Whenever the word "RequestCallback" shows up in a line of the data, copy that line.

BEGIN Material supplied

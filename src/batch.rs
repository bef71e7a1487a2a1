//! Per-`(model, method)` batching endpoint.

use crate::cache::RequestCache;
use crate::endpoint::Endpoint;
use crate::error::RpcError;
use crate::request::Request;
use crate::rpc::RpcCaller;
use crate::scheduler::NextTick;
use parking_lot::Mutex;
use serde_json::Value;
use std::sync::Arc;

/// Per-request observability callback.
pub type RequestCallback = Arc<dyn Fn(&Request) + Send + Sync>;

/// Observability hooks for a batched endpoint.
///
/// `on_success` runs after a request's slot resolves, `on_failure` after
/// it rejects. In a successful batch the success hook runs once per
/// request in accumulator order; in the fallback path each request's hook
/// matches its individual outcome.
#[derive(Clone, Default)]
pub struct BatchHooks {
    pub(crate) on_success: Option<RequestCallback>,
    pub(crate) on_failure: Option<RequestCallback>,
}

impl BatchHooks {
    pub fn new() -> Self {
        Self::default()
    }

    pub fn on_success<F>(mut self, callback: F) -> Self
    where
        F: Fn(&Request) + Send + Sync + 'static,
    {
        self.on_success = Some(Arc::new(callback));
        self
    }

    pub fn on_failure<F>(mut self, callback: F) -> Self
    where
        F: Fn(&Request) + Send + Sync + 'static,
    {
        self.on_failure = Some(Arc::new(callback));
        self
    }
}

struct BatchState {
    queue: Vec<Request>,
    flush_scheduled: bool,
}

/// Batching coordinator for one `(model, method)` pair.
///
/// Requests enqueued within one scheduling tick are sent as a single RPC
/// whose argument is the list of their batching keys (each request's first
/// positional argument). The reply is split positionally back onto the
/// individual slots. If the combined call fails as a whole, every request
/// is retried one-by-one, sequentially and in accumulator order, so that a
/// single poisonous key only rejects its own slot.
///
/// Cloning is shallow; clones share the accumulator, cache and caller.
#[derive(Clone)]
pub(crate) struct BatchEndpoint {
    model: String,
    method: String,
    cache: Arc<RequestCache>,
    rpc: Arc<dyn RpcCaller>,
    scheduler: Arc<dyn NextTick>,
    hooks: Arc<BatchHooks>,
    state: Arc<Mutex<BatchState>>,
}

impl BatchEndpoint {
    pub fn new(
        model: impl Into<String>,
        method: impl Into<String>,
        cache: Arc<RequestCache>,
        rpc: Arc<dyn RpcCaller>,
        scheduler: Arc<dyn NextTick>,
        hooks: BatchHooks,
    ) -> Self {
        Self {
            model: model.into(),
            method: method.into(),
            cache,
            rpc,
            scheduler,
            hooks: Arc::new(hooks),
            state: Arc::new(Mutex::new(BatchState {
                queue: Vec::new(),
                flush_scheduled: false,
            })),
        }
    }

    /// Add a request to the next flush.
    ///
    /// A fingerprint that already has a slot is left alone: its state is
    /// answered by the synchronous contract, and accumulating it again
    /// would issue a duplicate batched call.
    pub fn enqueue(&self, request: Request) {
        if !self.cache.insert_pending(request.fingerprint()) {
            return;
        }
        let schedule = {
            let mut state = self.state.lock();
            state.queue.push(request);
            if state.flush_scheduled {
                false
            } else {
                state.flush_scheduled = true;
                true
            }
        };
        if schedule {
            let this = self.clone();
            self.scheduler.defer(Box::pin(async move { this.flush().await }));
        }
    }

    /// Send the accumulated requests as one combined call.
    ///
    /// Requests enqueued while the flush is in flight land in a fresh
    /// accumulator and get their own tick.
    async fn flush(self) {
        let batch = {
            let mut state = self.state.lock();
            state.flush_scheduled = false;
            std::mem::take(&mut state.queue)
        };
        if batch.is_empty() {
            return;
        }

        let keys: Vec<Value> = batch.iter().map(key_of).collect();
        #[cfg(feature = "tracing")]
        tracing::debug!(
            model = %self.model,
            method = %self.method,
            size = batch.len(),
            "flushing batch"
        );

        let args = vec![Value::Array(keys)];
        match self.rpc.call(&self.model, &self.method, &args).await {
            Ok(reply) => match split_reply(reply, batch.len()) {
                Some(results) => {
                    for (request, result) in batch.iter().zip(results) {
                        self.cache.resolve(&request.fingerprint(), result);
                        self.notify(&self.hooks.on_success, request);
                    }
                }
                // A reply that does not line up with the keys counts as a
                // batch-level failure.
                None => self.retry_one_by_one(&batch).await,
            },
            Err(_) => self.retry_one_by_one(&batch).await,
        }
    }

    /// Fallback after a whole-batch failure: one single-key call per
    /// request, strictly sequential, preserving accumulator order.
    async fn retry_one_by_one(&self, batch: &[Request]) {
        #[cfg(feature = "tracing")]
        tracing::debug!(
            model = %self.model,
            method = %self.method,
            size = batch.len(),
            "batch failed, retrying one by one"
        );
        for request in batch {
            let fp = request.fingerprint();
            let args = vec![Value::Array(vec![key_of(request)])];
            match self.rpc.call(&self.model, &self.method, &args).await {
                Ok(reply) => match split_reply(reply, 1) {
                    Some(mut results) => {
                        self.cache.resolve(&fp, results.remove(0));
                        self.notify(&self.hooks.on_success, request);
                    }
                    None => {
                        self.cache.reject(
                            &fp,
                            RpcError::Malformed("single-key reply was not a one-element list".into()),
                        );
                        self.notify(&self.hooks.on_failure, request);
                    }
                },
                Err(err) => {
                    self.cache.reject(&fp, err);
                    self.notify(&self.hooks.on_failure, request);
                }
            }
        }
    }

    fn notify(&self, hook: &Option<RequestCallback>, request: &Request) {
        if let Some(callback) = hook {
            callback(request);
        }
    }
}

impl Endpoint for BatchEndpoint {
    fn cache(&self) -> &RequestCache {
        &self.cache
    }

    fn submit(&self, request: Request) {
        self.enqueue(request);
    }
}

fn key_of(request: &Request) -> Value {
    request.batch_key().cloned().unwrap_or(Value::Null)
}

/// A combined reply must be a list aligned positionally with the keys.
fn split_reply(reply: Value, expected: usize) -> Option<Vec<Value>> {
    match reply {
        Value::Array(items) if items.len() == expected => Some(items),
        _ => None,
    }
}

END Material supplied

**Answer to this exercise**
pub type RequestCallback = Arc<dyn Fn(&Request) + Send + Sync>;
    pub(crate) on_success: Option<RequestCallback>,
    pub(crate) on_failure: Option<RequestCallback>,
    fn notify(&self, hook: &Option<RequestCallback>, request: &Request) {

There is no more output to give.